AIM OF THE TASK:
Please copy each line below that contains the word "find".

MATERIALS PROVIDED: Begin

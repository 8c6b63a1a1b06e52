//! Canvas export to PNG, JPEG or an SVG wrapping a PNG.
//!
//! The backend rasterizes the canvas at its preset size; this module only
//! encodes pixels. Output file names are fixed per format.

use std::io::Cursor;

use base64::Engine;
use image::codecs::jpeg::JpegEncoder;
use image::codecs::png::PngEncoder;
use image::{ExtendedColorType, ImageEncoder};
use kurbo::Size;
use station_core::Scene;

use crate::backend::{RasterImage, RenderBackend, RenderContext};
use crate::error::{ExportError, ExportResult};

/// Base name of every exported file.
pub const EXPORT_BASENAME: &str = "station-design";

/// Export output format.
#[derive(Debug, Clone, Copy, PartialEq)]
pub enum ExportFormat {
    /// Lossless PNG.
    Png,
    /// JPEG with quality in 0.1..=1.0 (clamped).
    Jpeg { quality: f64 },
    /// An SVG document holding the PNG rendering as one embedded image.
    Svg,
}

impl ExportFormat {
    pub fn extension(&self) -> &'static str {
        match self {
            ExportFormat::Png => "png",
            ExportFormat::Jpeg { .. } => "jpg",
            ExportFormat::Svg => "svg",
        }
    }

    pub fn mime_type(&self) -> &'static str {
        match self {
            ExportFormat::Png => "image/png",
            ExportFormat::Jpeg { .. } => "image/jpeg",
            ExportFormat::Svg => "image/svg+xml",
        }
    }

    /// `station-design.png`, `station-design.jpg` or `station-design.svg`.
    pub fn file_name(&self) -> String {
        format!("{EXPORT_BASENAME}.{}", self.extension())
    }
}

/// Encoded export ready to be saved or downloaded.
#[derive(Debug, Clone, PartialEq, Eq)]
pub struct ExportOutput {
    pub file_name: String,
    pub mime_type: &'static str,
    pub bytes: Vec<u8>,
}

/// Map a 0.1..=1.0 quality to the encoder's 1..=100 scale.
pub fn jpeg_quality(quality: f64) -> u8 {
    let quality = if quality.is_nan() { 1.0 } else { quality.clamp(0.1, 1.0) };
    (quality * 100.0).round() as u8
}

pub fn encode_png(image: &RasterImage) -> ExportResult<Vec<u8>> {
    let mut buf = Cursor::new(Vec::new());
    PngEncoder::new(&mut buf)
        .write_image(&image.rgba, image.width, image.height, ExtendedColorType::Rgba8)
        .map_err(|e| ExportError::Encode {
            format: "PNG",
            message: e.to_string(),
        })?;
    Ok(buf.into_inner())
}

/// JPEG has no alpha, so pixels are flattened onto white first.
pub fn encode_jpeg(image: &RasterImage, quality: f64) -> ExportResult<Vec<u8>> {
    let mut rgb = Vec::with_capacity(image.rgba.len() / 4 * 3);
    for pixel in image.rgba.chunks_exact(4) {
        let alpha = u16::from(pixel[3]);
        for &channel in &pixel[..3] {
            let blended = (u16::from(channel) * alpha + 255 * (255 - alpha) + 127) / 255;
            rgb.push(blended as u8);
        }
    }
    let mut buf = Cursor::new(Vec::new());
    JpegEncoder::new_with_quality(&mut buf, jpeg_quality(quality))
        .write_image(&rgb, image.width, image.height, ExtendedColorType::Rgb8)
        .map_err(|e| ExportError::Encode {
            format: "JPEG",
            message: e.to_string(),
        })?;
    Ok(buf.into_inner())
}

/// An SVG sized to the canvas with the PNG embedded as a base64 data URL.
pub fn wrap_png_in_svg(png: &[u8], canvas_size: Size) -> String {
    let encoded = base64::engine::general_purpose::STANDARD.encode(png);
    let (w, h) = (canvas_size.width, canvas_size.height);
    format!(
        r#"<svg xmlns="http://www.w3.org/2000/svg" width="{w}" height="{h}" viewBox="0 0 {w} {h}"><image width="{w}" height="{h}" href="data:image/png;base64,{encoded}"/></svg>"#
    )
}

/// Encode already-rasterized pixels.
pub fn encode(image: &RasterImage, format: ExportFormat, canvas_size: Size) -> ExportResult<ExportOutput> {
    let bytes = match format {
        ExportFormat::Png => encode_png(image)?,
        ExportFormat::Jpeg { quality } => encode_jpeg(image, quality)?,
        ExportFormat::Svg => wrap_png_in_svg(&encode_png(image)?, canvas_size).into_bytes(),
    };
    Ok(ExportOutput {
        file_name: format.file_name(),
        mime_type: format.mime_type(),
        bytes,
    })
}

/// Draw an export frame (visible elements only, no overlays), rasterize it
/// at the canvas size and encode it.
pub fn export_scene(
    backend: &mut dyn RenderBackend,
    scene: &Scene,
    format: ExportFormat,
) -> ExportResult<ExportOutput> {
    let canvas_size = scene.canvas_size();
    let ctx = RenderContext::for_export(scene);
    backend.draw(&ctx);
    let image = backend.rasterize(canvas_size)?;
    let output = encode(&image, format, canvas_size)?;
    log::info!(
        "exported {} ({} bytes, {}x{})",
        output.file_name,
        output.bytes.len(),
        image.width,
        image.height
    );
    Ok(output)
}
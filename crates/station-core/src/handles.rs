//! Transformer handles bound to the current selection.

use kurbo::{Point, Rect};
use serde::{Deserialize, Serialize};

use crate::element::{Element, ElementId};
use crate::selection::Selection;

/// Handle size in screen pixels.
pub const HANDLE_SIZE: f64 = 10.0;
/// Handle hit tolerance in screen pixels.
pub const HANDLE_HIT_TOLERANCE: f64 = 12.0;
/// Distance from the top edge to the rotation handle, in canvas units.
pub const ROTATE_HANDLE_OFFSET: f64 = 25.0;

#[derive(Debug, Clone, Copy, PartialEq, Eq, Hash, Serialize, Deserialize)]
pub enum Corner {
    TopLeft,
    TopRight,
    BottomLeft,
    BottomRight,
}

#[derive(Debug, Clone, Copy, PartialEq, Eq, Hash, Serialize, Deserialize)]
pub enum Edge {
    Top,
    Right,
    Bottom,
    Left,
}

/// Type of transformer handle.
#[derive(Debug, Clone, Copy, PartialEq, Eq, Hash, Serialize, Deserialize)]
pub enum HandleKind {
    /// Resizes both axes, pinning the opposite corner.
    Corner(Corner),
    /// Resizes one axis, pinning the opposite edge.
    Edge(Edge),
    /// Rotates about the box center.
    Rotate,
}

impl HandleKind {
    /// Which sides of the box this handle moves: (left, top, right, bottom).
    pub fn moving_sides(self) -> (bool, bool, bool, bool) {
        match self {
            HandleKind::Corner(Corner::TopLeft) => (true, true, false, false),
            HandleKind::Corner(Corner::TopRight) => (false, true, true, false),
            HandleKind::Corner(Corner::BottomLeft) => (true, false, false, true),
            HandleKind::Corner(Corner::BottomRight) => (false, false, true, true),
            HandleKind::Edge(Edge::Top) => (false, true, false, false),
            HandleKind::Edge(Edge::Right) => (false, false, true, false),
            HandleKind::Edge(Edge::Bottom) => (false, false, false, true),
            HandleKind::Edge(Edge::Left) => (true, false, false, false),
            HandleKind::Rotate => (false, false, false, false),
        }
    }
}

/// A handle with its position in canvas coordinates.
#[derive(Debug, Clone, Copy, PartialEq)]
pub struct Handle {
    pub position: Point,
    pub kind: HandleKind,
}

impl Handle {
    pub fn new(position: Point, kind: HandleKind) -> Self {
        Self { position, kind }
    }

    /// `tolerance` should already be divided by the zoom factor.
    pub fn hit_test(&self, point: Point, tolerance: f64) -> bool {
        (point - self.position).hypot2() <= tolerance * tolerance
    }
}

/// Handles for a bounding box: four corners, four edge midpoints and the
/// rotation handle above the top edge.
pub fn box_handles(bounds: Rect) -> Vec<Handle> {
    let center = bounds.center();
    vec![
        Handle::new(Point::new(bounds.x0, bounds.y0), HandleKind::Corner(Corner::TopLeft)),
        Handle::new(Point::new(bounds.x1, bounds.y0), HandleKind::Corner(Corner::TopRight)),
        Handle::new(Point::new(bounds.x0, bounds.y1), HandleKind::Corner(Corner::BottomLeft)),
        Handle::new(Point::new(bounds.x1, bounds.y1), HandleKind::Corner(Corner::BottomRight)),
        Handle::new(Point::new(center.x, bounds.y0), HandleKind::Edge(Edge::Top)),
        Handle::new(Point::new(bounds.x1, center.y), HandleKind::Edge(Edge::Right)),
        Handle::new(Point::new(center.x, bounds.y1), HandleKind::Edge(Edge::Bottom)),
        Handle::new(Point::new(bounds.x0, center.y), HandleKind::Edge(Edge::Left)),
        Handle::new(
            Point::new(center.x, bounds.y0 - ROTATE_HANDLE_OFFSET),
            HandleKind::Rotate,
        ),
    ]
}

/// The transformer's view of the selection: which elements it manipulates
/// and where its handles are.
#[derive(Debug, Clone, Default, PartialEq)]
pub struct TransformerBinding {
    /// Selected elements that can be transformed, in z-order.
    pub nodes: Vec<ElementId>,
    /// Combined bounds of `nodes`.
    pub bounds: Option<Rect>,
    pub handles: Vec<Handle>,
}

impl TransformerBinding {
    /// Bind to the selected elements that are visible and unlocked.
    pub fn bind(elements: &[Element], selection: &Selection) -> Self {
        let nodes: Vec<&Element> = elements
            .iter()
            .filter(|e| selection.contains(&e.id()) && e.is_visible() && !e.is_locked())
            .collect();
        let Some(bounds) = combined_bounds(nodes.iter().copied()) else {
            return Self::default();
        };
        Self {
            nodes: nodes.iter().map(|e| e.id()).collect(),
            bounds: Some(bounds),
            handles: box_handles(bounds),
        }
    }

    pub fn is_empty(&self) -> bool {
        self.nodes.is_empty()
    }

    /// The handle under `point`, if any.
    pub fn hit_test(&self, point: Point, tolerance: f64) -> Option<HandleKind> {
        self.handles
            .iter()
            .find(|h| h.hit_test(point, tolerance))
            .map(|h| h.kind)
    }
}

/// Union of the bounds of `elements`, or `None` when empty.
pub fn combined_bounds<'a>(elements: impl IntoIterator<Item = &'a Element>) -> Option<Rect> {
    elements
        .into_iter()
        .map(Element::bounds)
        .reduce(|acc, r| acc.union(r))
}

#[cfg(test)]
mod tests {
    use super::*;
    use crate::element::ElementPatch;

    #[test]
    fn test_empty_selection_has_no_handles() {
        let elements = vec![Element::rect(0.0, 0.0, 10.0, 10.0)];
        let binding = TransformerBinding::bind(&elements, &Selection::new());
        assert!(binding.is_empty());
        assert!(binding.handles.is_empty());
        assert!(binding.bounds.is_none());
    }

    #[test]
    fn test_binding_covers_selection() {
        let elements = vec![
            Element::rect(0.0, 0.0, 10.0, 10.0),
            Element::rect(50.0, 20.0, 10.0, 10.0),
        ];
        let mut selection = Selection::new();
        selection.replace(elements.iter().map(Element::id));
        let binding = TransformerBinding::bind(&elements, &selection);
        assert_eq!(binding.nodes.len(), 2);
        assert_eq!(binding.bounds, Some(Rect::new(0.0, 0.0, 60.0, 30.0)));
        assert_eq!(binding.handles.len(), 9);
    }

    #[test]
    fn test_locked_elements_get_no_handles() {
        let mut locked = Element::rect(0.0, 0.0, 10.0, 10.0);
        locked.apply_patch(&ElementPatch::new().with_locked(true));
        let elements = vec![locked];
        let mut selection = Selection::new();
        selection.set_single(elements[0].id());
        let binding = TransformerBinding::bind(&elements, &selection);
        assert!(binding.is_empty());
    }

    #[test]
    fn test_handle_hit_test() {
        let elements = vec![Element::rect(0.0, 0.0, 100.0, 100.0)];
        let mut selection = Selection::new();
        selection.set_single(elements[0].id());
        let binding = TransformerBinding::bind(&elements, &selection);
        assert_eq!(
            binding.hit_test(Point::new(101.0, 99.0), 4.0),
            Some(HandleKind::Corner(Corner::BottomRight))
        );
        assert_eq!(
            binding.hit_test(Point::new(50.0, -25.0), 4.0),
            Some(HandleKind::Rotate)
        );
        assert_eq!(binding.hit_test(Point::new(50.0, 50.0), 4.0), None);
    }
}
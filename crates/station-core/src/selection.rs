//! Selection set, marquee selection and point hit-testing.

use std::collections::HashSet;

use kurbo::{Point, Rect};

use crate::element::{Element, ElementId};

/// Hit tolerance in canvas units for point picking.
pub const HIT_TOLERANCE: f64 = 4.0;

/// The set of selected element ids.
///
/// Membership is unordered; [`Selection::ids_in_order`] reports ids in the
/// scene's z-order so callers see a stable sequence.
#[derive(Debug, Clone, Default, PartialEq, Eq)]
pub struct Selection {
    ids: HashSet<ElementId>,
}

impl Selection {
    pub fn new() -> Self {
        Self::default()
    }

    /// Replace the selection with a single id.
    pub fn set_single(&mut self, id: ElementId) {
        self.ids.clear();
        self.ids.insert(id);
    }

    /// Add an id. Returns `false` if it was already selected.
    pub fn add(&mut self, id: ElementId) -> bool {
        self.ids.insert(id)
    }

    /// Flip membership of an id. Returns whether it is selected afterwards.
    pub fn toggle(&mut self, id: ElementId) -> bool {
        if self.ids.remove(&id) {
            false
        } else {
            self.ids.insert(id);
            true
        }
    }

    pub fn replace(&mut self, ids: impl IntoIterator<Item = ElementId>) {
        self.ids.clear();
        self.ids.extend(ids);
    }

    pub fn extend(&mut self, ids: impl IntoIterator<Item = ElementId>) {
        self.ids.extend(ids);
    }

    pub fn remove(&mut self, id: &ElementId) -> bool {
        self.ids.remove(id)
    }

    pub fn clear(&mut self) {
        self.ids.clear();
    }

    pub fn contains(&self, id: &ElementId) -> bool {
        self.ids.contains(id)
    }

    pub fn len(&self) -> usize {
        self.ids.len()
    }

    pub fn is_empty(&self) -> bool {
        self.ids.is_empty()
    }

    /// Drop ids that no longer name an element. Returns how many were pruned.
    pub fn prune(&mut self, elements: &[Element]) -> usize {
        let before = self.ids.len();
        let present: HashSet<ElementId> = elements.iter().map(Element::id).collect();
        self.ids.retain(|id| present.contains(id));
        before - self.ids.len()
    }

    /// Selected ids in z-order (bottom-most first).
    pub fn ids_in_order(&self, elements: &[Element]) -> Vec<ElementId> {
        elements
            .iter()
            .map(Element::id)
            .filter(|id| self.ids.contains(id))
            .collect()
    }

    /// Selected elements in z-order.
    pub fn elements<'a>(&self, elements: &'a [Element]) -> Vec<&'a Element> {
        elements
            .iter()
            .filter(|e| self.ids.contains(&e.id()))
            .collect()
    }
}

/// An in-progress marquee (rubber-band) drag.
#[derive(Debug, Clone, Copy, PartialEq)]
pub struct MarqueeState {
    pub origin: Point,
    pub current: Point,
    /// Shift was held at gesture start: union with the prior selection.
    pub additive: bool,
}

impl MarqueeState {
    pub fn new(origin: Point, additive: bool) -> Self {
        Self {
            origin,
            current: origin,
            additive,
        }
    }

    /// The normalized marquee rectangle.
    pub fn rect(&self) -> Rect {
        Rect::from_points(self.origin, self.current)
    }
}

/// Open-interval overlap: rectangles that only share an edge do not overlap.
pub fn overlaps_open(a: Rect, b: Rect) -> bool {
    a.x0 < b.x1 && a.x1 > b.x0 && a.y0 < b.y1 && a.y1 > b.y0
}

/// Ids of visible elements whose bounds overlap `rect`, in z-order.
pub fn marquee_hits(elements: &[Element], rect: Rect) -> Vec<ElementId> {
    elements
        .iter()
        .filter(|e| e.is_visible() && overlaps_open(e.bounds(), rect))
        .map(Element::id)
        .collect()
}

/// The top-most visible element under `point`, if any.
pub fn element_at(elements: &[Element], point: Point, tolerance: f64) -> Option<ElementId> {
    elements
        .iter()
        .rev()
        .find(|e| e.is_visible() && e.hit_test(point, tolerance))
        .map(Element::id)
}
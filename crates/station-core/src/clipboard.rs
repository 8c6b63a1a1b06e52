//! In-memory clipboard of detached element copies.

use kurbo::Vec2;

use crate::element::Element;

/// Default offset applied to pasted copies.
pub const DEFAULT_PASTE_OFFSET: Vec2 = Vec2::new(20.0, 20.0);

/// Holds deep copies of elements. Copies keep their original ids until pasted.
#[derive(Debug, Clone, Default)]
pub struct Clipboard {
    items: Vec<Element>,
}

impl Clipboard {
    pub fn new() -> Self {
        Self::default()
    }

    /// Replace the contents with copies of `elements`, keeping their order.
    /// An empty input leaves the previous contents alone.
    pub fn copy<'a>(&mut self, elements: impl IntoIterator<Item = &'a Element>) -> usize {
        let items: Vec<Element> = elements.into_iter().cloned().collect();
        if items.is_empty() {
            return 0;
        }
        self.items = items;
        self.items.len()
    }

    /// Fresh copies ready for insertion: new ids and shifted by `offset`.
    pub fn prepare_paste(&self, offset: Vec2) -> Vec<Element> {
        self.items
            .iter()
            .map(|item| {
                let mut copy = item.clone();
                copy.regenerate_id();
                copy.translate(offset);
                copy
            })
            .collect()
    }

    pub fn items(&self) -> &[Element] {
        &self.items
    }

    pub fn len(&self) -> usize {
        self.items.len()
    }

    pub fn is_empty(&self) -> bool {
        self.items.is_empty()
    }

    pub fn clear(&mut self) {
        self.items.clear();
    }
}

MATERIALS PROVIDED: End

RESPONSE:
            .find(|h| h.hit_test(point, tolerance))
        .find(|e| e.is_visible() && e.hit_test(point, tolerance))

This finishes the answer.